> _Work order_: Beginning at the line that contains "d.deserialize_any(DurVisitor)", write out each remaining line of the entries below exactly as it stands.

> _Dataset extract_:
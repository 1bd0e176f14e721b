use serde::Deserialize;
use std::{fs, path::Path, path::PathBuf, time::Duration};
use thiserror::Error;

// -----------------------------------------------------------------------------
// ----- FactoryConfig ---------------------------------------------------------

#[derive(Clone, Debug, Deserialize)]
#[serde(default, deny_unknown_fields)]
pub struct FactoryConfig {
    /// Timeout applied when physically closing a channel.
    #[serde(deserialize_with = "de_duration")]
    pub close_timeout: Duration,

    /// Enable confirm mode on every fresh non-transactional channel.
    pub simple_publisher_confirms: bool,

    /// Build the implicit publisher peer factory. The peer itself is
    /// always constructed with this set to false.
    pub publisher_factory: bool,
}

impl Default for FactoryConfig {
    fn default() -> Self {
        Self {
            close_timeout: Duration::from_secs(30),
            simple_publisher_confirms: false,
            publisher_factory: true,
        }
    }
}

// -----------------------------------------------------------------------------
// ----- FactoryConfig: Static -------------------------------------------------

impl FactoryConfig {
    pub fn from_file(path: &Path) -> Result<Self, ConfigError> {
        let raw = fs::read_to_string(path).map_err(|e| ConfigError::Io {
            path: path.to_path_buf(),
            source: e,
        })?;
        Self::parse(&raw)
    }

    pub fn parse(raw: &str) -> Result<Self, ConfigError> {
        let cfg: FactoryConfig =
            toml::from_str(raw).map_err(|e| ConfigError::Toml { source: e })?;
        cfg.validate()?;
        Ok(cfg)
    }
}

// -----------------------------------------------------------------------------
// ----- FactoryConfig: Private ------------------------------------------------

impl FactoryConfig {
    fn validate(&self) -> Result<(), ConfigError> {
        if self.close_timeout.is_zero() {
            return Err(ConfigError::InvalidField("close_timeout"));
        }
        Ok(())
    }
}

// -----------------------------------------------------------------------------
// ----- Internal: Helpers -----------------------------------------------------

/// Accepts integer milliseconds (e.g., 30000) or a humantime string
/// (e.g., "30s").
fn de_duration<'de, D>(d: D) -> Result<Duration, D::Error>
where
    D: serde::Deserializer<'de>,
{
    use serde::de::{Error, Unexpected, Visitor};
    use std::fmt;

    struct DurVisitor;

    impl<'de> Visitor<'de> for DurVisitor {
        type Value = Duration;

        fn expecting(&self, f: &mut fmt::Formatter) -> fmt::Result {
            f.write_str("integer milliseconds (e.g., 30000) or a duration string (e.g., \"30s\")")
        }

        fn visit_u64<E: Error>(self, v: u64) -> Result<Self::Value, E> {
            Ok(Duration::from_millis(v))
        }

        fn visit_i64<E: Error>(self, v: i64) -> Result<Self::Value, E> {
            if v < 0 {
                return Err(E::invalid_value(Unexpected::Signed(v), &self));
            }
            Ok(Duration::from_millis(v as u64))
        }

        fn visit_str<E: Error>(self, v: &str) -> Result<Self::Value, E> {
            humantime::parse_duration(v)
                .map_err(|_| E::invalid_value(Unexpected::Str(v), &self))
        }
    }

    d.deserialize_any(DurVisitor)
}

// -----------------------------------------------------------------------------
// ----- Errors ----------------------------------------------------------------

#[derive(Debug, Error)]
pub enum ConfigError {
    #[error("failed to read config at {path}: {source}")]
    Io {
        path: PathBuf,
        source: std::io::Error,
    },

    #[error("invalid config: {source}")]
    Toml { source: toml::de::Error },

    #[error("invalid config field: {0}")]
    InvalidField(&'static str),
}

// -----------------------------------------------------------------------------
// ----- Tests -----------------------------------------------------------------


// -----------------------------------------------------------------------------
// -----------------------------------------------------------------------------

> _Written solution_:
    d.deserialize_any(DurVisitor)
}

// -----------------------------------------------------------------------------
// ----- Errors ----------------------------------------------------------------

#[derive(Debug, Error)]
pub enum ConfigError {
    #[error("failed to read config at {path}: {source}")]
    Io {
        path: PathBuf,
        source: std::io::Error,
    },

    #[error("invalid config: {source}")]
    Toml { source: toml::de::Error },

    #[error("invalid config field: {0}")]
    InvalidField(&'static str),
}

// -----------------------------------------------------------------------------
// ----- Tests -----------------------------------------------------------------


// -----------------------------------------------------------------------------
// -----------------------------------------------------------------------------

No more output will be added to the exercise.